── Dataset records ──
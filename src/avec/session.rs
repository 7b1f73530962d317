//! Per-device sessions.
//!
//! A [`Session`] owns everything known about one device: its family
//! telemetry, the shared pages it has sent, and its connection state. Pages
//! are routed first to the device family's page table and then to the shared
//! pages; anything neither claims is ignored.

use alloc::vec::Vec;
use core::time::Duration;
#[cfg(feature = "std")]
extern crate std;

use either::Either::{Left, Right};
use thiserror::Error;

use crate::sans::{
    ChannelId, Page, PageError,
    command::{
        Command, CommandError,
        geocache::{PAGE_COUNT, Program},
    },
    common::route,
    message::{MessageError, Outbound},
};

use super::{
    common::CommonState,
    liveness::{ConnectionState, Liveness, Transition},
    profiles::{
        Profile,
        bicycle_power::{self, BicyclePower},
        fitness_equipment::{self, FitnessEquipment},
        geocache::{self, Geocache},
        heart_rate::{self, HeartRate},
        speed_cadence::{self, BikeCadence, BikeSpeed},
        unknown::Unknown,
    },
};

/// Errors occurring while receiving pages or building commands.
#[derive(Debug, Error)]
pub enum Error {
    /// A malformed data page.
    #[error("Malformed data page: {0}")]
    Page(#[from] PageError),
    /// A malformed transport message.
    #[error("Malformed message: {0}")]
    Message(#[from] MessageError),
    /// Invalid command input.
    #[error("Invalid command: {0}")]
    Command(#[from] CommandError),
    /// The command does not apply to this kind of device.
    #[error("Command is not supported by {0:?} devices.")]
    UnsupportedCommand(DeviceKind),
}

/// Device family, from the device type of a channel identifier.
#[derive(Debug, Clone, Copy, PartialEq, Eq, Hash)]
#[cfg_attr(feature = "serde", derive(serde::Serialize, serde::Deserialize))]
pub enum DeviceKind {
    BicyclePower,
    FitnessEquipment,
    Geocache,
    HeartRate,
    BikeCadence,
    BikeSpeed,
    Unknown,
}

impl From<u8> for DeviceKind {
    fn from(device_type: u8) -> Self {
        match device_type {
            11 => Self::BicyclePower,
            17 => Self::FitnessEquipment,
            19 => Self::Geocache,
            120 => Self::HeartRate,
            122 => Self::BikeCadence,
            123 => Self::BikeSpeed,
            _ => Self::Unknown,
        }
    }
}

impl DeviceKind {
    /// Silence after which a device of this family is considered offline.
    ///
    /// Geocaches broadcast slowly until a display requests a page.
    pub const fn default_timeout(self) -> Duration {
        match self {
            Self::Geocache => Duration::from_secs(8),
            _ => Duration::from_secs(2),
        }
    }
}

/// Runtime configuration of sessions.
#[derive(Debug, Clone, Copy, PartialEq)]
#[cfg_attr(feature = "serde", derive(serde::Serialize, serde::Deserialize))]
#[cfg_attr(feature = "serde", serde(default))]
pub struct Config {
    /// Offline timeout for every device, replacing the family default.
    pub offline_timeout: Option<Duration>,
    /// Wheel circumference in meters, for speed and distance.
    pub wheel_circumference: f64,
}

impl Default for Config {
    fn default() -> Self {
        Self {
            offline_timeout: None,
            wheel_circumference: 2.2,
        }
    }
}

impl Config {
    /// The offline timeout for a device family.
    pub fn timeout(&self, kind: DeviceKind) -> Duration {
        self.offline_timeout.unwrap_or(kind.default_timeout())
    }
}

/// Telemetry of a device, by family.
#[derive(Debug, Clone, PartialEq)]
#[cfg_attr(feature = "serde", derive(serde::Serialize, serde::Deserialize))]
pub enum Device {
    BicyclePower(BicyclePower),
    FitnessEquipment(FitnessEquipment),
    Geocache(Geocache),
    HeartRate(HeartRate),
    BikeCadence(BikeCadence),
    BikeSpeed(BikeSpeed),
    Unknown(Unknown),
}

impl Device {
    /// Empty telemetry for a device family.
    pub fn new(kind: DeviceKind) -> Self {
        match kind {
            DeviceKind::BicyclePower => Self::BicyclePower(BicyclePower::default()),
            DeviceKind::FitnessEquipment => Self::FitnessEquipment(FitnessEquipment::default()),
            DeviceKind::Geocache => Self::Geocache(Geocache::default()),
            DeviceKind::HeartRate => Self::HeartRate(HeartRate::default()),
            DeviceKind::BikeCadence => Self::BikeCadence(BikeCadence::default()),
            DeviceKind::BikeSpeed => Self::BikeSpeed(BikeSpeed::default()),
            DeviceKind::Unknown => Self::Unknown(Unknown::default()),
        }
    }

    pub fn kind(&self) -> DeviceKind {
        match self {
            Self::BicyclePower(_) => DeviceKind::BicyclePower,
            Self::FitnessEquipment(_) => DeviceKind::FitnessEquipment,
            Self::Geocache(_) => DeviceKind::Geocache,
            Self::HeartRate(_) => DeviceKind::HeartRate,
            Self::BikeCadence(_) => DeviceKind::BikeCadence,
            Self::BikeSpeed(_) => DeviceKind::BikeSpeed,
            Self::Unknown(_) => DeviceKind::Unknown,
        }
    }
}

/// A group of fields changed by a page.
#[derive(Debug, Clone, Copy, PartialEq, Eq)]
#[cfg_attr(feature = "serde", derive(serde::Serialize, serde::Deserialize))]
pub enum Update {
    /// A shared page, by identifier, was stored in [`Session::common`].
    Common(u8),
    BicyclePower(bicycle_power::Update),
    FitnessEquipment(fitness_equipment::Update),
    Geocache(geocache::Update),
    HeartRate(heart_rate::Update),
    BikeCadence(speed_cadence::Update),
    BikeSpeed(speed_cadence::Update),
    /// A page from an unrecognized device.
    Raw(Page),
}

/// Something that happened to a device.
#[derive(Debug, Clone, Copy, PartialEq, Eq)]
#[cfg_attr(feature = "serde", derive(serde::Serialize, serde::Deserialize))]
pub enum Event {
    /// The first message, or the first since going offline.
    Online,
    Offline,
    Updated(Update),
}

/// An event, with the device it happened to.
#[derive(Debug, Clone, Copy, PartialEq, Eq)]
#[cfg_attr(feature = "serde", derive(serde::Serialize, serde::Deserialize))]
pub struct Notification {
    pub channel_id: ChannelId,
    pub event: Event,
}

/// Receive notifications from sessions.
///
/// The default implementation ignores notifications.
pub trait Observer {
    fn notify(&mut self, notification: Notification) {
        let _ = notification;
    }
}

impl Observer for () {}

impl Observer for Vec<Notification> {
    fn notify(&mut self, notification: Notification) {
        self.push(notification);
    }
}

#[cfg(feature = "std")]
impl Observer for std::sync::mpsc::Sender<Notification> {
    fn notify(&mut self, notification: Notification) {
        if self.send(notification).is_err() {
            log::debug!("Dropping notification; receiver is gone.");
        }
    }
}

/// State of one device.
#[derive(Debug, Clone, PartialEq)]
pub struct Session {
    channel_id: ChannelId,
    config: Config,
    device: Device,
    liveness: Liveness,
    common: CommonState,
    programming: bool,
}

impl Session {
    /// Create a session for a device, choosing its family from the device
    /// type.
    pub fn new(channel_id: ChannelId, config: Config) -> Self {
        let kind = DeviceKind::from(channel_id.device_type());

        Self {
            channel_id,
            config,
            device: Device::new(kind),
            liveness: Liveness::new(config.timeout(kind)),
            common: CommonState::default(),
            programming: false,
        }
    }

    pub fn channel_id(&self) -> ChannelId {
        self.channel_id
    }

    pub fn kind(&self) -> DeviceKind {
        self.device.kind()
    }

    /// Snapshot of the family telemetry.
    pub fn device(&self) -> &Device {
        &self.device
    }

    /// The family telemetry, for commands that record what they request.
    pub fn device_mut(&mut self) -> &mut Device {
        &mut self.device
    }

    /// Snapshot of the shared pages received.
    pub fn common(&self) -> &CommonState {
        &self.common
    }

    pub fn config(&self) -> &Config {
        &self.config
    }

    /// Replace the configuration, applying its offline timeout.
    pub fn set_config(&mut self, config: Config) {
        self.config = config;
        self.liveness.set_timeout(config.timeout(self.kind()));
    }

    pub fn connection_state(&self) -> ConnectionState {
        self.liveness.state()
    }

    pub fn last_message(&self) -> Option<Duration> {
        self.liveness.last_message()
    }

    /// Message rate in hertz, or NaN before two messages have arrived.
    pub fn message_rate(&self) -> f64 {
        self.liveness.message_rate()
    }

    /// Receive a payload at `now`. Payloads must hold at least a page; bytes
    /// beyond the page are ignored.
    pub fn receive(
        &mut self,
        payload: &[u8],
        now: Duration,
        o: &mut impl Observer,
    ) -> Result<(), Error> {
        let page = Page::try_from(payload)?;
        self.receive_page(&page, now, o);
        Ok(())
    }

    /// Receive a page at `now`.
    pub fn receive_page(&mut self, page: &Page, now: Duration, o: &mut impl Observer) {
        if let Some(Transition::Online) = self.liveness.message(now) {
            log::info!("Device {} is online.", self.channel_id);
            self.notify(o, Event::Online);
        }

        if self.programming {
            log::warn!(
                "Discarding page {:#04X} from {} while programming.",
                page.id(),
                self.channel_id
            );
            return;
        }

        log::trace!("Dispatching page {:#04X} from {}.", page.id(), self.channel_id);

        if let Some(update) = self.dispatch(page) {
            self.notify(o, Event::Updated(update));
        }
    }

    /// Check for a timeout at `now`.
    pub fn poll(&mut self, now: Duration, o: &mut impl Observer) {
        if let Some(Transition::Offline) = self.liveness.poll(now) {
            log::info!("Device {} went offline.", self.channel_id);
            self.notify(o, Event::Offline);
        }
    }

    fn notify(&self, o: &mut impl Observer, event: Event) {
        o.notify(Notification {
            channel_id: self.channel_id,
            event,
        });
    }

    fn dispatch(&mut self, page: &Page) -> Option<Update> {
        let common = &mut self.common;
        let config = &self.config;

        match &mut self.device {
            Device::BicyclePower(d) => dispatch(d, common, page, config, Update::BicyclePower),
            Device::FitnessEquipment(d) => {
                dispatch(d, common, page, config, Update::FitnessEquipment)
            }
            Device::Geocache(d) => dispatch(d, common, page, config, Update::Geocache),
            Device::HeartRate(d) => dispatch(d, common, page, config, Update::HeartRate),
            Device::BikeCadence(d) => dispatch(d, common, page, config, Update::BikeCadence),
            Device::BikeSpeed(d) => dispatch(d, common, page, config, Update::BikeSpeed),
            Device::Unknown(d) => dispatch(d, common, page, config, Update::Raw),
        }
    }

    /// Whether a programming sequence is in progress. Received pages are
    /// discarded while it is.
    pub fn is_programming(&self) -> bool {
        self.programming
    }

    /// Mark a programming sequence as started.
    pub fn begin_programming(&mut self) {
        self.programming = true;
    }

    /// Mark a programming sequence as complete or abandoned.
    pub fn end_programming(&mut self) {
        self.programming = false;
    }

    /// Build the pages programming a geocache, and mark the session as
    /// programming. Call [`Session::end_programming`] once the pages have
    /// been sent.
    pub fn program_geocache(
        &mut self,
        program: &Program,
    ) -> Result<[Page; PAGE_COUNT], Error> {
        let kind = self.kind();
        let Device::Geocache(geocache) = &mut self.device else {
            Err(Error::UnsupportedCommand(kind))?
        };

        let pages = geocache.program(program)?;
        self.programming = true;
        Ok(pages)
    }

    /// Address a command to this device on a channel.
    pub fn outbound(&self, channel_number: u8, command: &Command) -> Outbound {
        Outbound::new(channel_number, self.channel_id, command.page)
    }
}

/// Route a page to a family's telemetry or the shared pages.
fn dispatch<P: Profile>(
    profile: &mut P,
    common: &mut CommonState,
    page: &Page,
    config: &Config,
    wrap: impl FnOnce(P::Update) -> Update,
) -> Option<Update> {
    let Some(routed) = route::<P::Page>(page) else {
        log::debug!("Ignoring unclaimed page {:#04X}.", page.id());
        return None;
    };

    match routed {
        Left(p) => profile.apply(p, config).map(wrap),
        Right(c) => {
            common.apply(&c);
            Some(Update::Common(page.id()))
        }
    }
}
───
→ **What the task requires**
Scan the entries above for the string "that" and copy each line containing it.

→ **Solution to the exercise**
/// Something that happened to a device.
    /// The family telemetry, for commands that record what they request.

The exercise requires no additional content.